SURFACE BINDING-KINETICS OF PROTHROMBIN FRAGMENT-1 ON PLANAR MEMBRANES MEASURED BY TOTAL INTERNAL-REFLECTION FLUORESCENCE MICROSCOPY

Total internal reflection fluorescence microscopy (TIRFM) has been employed to investigate the Ca2+-dependent membrane-binding characteristics of fluorescein-labeled bovine prothrombin fragment 1 (F-BF1). Light scattering measurements demonstrated that F-BF1 bound to small unilamellar phosphatidylserine/phosphatidylcholine (25/75, mol/mol) vesicles with an apparent dissociation constant (1.5 +/- 0.2-mu-M) similar to that of unlabeled protein (1.1 +/- 0.1-mu-M).

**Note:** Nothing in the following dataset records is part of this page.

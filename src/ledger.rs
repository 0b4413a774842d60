//! Append-only capacity ledger model.

use std::fmt;
use std::str::FromStr;

use serde::{Deserialize, Serialize};
use thiserror::Error;

use crate::types::{CompetitionId, LedgerEntryId, ReservationId, Tokens, UserId};

/// Version number for serialized [`EntryMetadata`] payloads.
pub const METADATA_FORMAT_VERSION: u16 = 1;

/// Why a ledger entry was written.
#[derive(Debug, Clone, Copy, PartialEq, Eq, Hash, Serialize, Deserialize)]
#[serde(rename_all = "snake_case")]
pub enum ChangeReason {
    /// Pending reservation approved; always a consumption.
    ReservationApproval,
    /// Unused confirmed spaces returned at summary submission.
    SummaryRefund,
    /// Reservation voided and its spaces returned.
    ReservationCancellation,
    /// Out-of-band administrative correction.
    ManualAdjustment,
    /// Director granted additional spaces to a reservation.
    CdAdjustmentIncrease,
    /// Director reduced the spaces of a reservation.
    CdAdjustmentDecrease,
    /// Studio added spaces to an approved reservation.
    SdSpaceIncrease,
}

impl ChangeReason {
    /// Stored column value.
    pub fn as_str(self) -> &'static str {
        match self {
            Self::ReservationApproval => "reservation_approval",
            Self::SummaryRefund => "summary_refund",
            Self::ReservationCancellation => "reservation_cancellation",
            Self::ManualAdjustment => "manual_adjustment",
            Self::CdAdjustmentIncrease => "cd_adjustment_increase",
            Self::CdAdjustmentDecrease => "cd_adjustment_decrease",
            Self::SdSpaceIncrease => "sd_space_increase",
        }
    }

    /// Reasons that only `reserve` may record.
    pub fn is_approval(self) -> bool {
        matches!(self, Self::ReservationApproval)
    }
}

impl fmt::Display for ChangeReason {
    fn fmt(&self, f: &mut fmt::Formatter<'_>) -> fmt::Result {
        f.write_str(self.as_str())
    }
}

/// Unknown reason text read from the store.
#[derive(Debug, Clone, PartialEq, Eq, Error)]
#[error("unknown change reason: {0}")]
pub struct UnknownReason(pub String);

impl FromStr for ChangeReason {
    type Err = UnknownReason;

    fn from_str(s: &str) -> Result<Self, Self::Err> {
        match s {
            "reservation_approval" => Ok(Self::ReservationApproval),
            "summary_refund" => Ok(Self::SummaryRefund),
            "reservation_cancellation" => Ok(Self::ReservationCancellation),
            "manual_adjustment" => Ok(Self::ManualAdjustment),
            "cd_adjustment_increase" => Ok(Self::CdAdjustmentIncrease),
            "cd_adjustment_decrease" => Ok(Self::CdAdjustmentDecrease),
            "sd_space_increase" => Ok(Self::SdSpaceIncrease),
            other => Err(UnknownReason(other.to_string())),
        }
    }
}

/// Counter snapshot captured alongside an entry.
#[derive(Debug, Clone, PartialEq, Eq, Serialize, Deserialize)]
pub struct EntryMetadata {
    /// Payload format version.
    pub format_version: u16,
    /// Available tokens before the change.
    pub available_before: Tokens,
    /// Available tokens after the change.
    pub available_after: Tokens,
    /// Absolute number of tokens requested by the caller.
    pub requested: Tokens,
}

impl EntryMetadata {
    /// Builds metadata using [`METADATA_FORMAT_VERSION`].
    pub fn new(available_before: Tokens, available_after: Tokens, requested: Tokens) -> Self {
        Self {
            format_version: METADATA_FORMAT_VERSION,
            available_before,
            available_after,
            requested,
        }
    }
}

/// Immutable ledger row.
#[derive(Debug, Clone, PartialEq, Eq, Serialize, Deserialize)]
pub struct LedgerEntry {
    /// Store-assigned id, increasing in append order.
    pub id: LedgerEntryId,
    /// Competition whose pool changed.
    pub competition_id: CompetitionId,
    /// Reservation the change belongs to, if any.
    pub reservation_id: Option<ReservationId>,
    /// Signed delta: negative consumes, positive returns.
    pub change_amount: Tokens,
    /// Why the change happened.
    pub reason: ChangeReason,
    /// Acting user.
    pub created_by: UserId,
    /// Append time in milliseconds since epoch.
    pub created_at_ms: u64,
    /// Caller-supplied key that makes compensating writes retry-safe.
    pub idempotency_key: Option<String>,
    /// Counter snapshot at write time.
    pub metadata: Option<EntryMetadata>,
}

/// Entry about to be appended; the store assigns id and timestamp.
#[derive(Debug, Clone, PartialEq, Eq)]
pub struct NewLedgerEntry {
    /// Competition whose pool changed.
    pub competition_id: CompetitionId,
    /// Reservation the change belongs to, if any.
    pub reservation_id: Option<ReservationId>,
    /// Signed delta.
    pub change_amount: Tokens,
    /// Why the change happened.
    pub reason: ChangeReason,
    /// Acting user.
    pub created_by: UserId,
    /// Optional retry key.
    pub idempotency_key: Option<String>,
    /// Counter snapshot.
    pub metadata: EntryMetadata,
}

/// Audit query filter.
#[derive(Debug, Clone, Default, PartialEq, Eq, Serialize, Deserialize)]
pub struct LedgerQuery {
    /// Restrict to one reservation.
    pub reservation_id: Option<ReservationId>,
    /// Maximum rows; `None` uses the service default.
    pub limit: Option<usize>,
}

impl LedgerQuery {
    /// Filter to a single reservation.
    pub fn for_reservation(reservation_id: impl Into<ReservationId>) -> Self {
        Self {
            reservation_id: Some(reservation_id.into()),
            limit: None,
        }
    }

    /// Cap the number of rows returned.
    pub fn with_limit(mut self, limit: usize) -> Self {
        self.limit = Some(limit);
        self
    }
}

/// Sum of deltas over a slice of entries.
pub fn net_change(entries: &[LedgerEntry]) -> Tokens {
    entries.iter().map(|e| e.change_amount).sum()
}
//! Runtime event stream payloads.

use crate::{
    core::service::Duplicate,
    ledger::ChangeReason,
    types::{CompetitionId, ReservationId, Tokens},
};

/// Events broadcast after committed capacity operations.
#[derive(Debug, Clone, PartialEq, Eq)]
pub enum CapacityEvent {
    /// A pending reservation was approved.
    Reserved {
        /// Pool drawn from.
        competition_id: CompetitionId,
        /// Approved reservation.
        reservation_id: ReservationId,
        /// Tokens granted.
        spaces: Tokens,
        /// Counter after commit.
        available_after: Tokens,
    },
    /// Tokens were returned to a pool.
    Refunded {
        /// Pool returned to.
        competition_id: CompetitionId,
        /// Source reservation, if any.
        reservation_id: Option<ReservationId>,
        /// Tokens returned.
        spaces: Tokens,
        /// Recorded reason.
        reason: ChangeReason,
        /// Counter after commit.
        available_after: Tokens,
    },
    /// A manual signed adjustment was applied.
    Adjusted {
        /// Pool adjusted.
        competition_id: CompetitionId,
        /// Signed delta.
        change: Tokens,
        /// Recorded reason.
        reason: ChangeReason,
        /// Counter after commit.
        available_after: Tokens,
    },
    /// A repeated call was recognised and skipped.
    DuplicateSkipped {
        /// Pool involved.
        competition_id: CompetitionId,
        /// Which guard matched.
        duplicate: Duplicate,
    },
    /// Reconciliation found the ledger and counter disagree.
    DriftDetected {
        /// Pool with drift.
        competition_id: CompetitionId,
        /// `actual - expected`.
        discrepancy: Tokens,
    },
}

Negatively charged supported planar membranes were constructed by fusing small unilamellar vesicles at quartz surfaces. TIRFM measurements under equilibrium conditions showed that F-BF1 bound to planar membranes with an apparent dissociation constant (0.9 +/- 0.2-mu-M) approximately equal to that on vesicles. Total internal reflection/fluorescence photobleaching recovery (TIR/FPR) curves for F-BF1 on 25 mol % PS planar surfaces were diffusion-influenced at F-BF1 solution concentrations less-than-or-equal-to 5-mu-M. Fluorescence recovery rates from samples of high F-BF1 concentrations were slowed by increasing the solution viscosity with glycerol, thus providing further support for a diffusion-limited effect at low F-BF1 concentrations. Analysis of the reaction-limited fluorescence recovery curves at F-BF1 solution concentrations greater-than-or-equal-to 10-mu-M gave average association and dissociation kinetic rates of almost-equal-to 10(5) M-1 s-1 and almost-equal-to 0.1 s-1, respectively. Kinetic association rates increased significantly with increasing PS, whereas kinetic dissociation rates increased only slightly. Fluorescence recovery curves were nonmonoexponential; possible mechanisms for this behavior are described.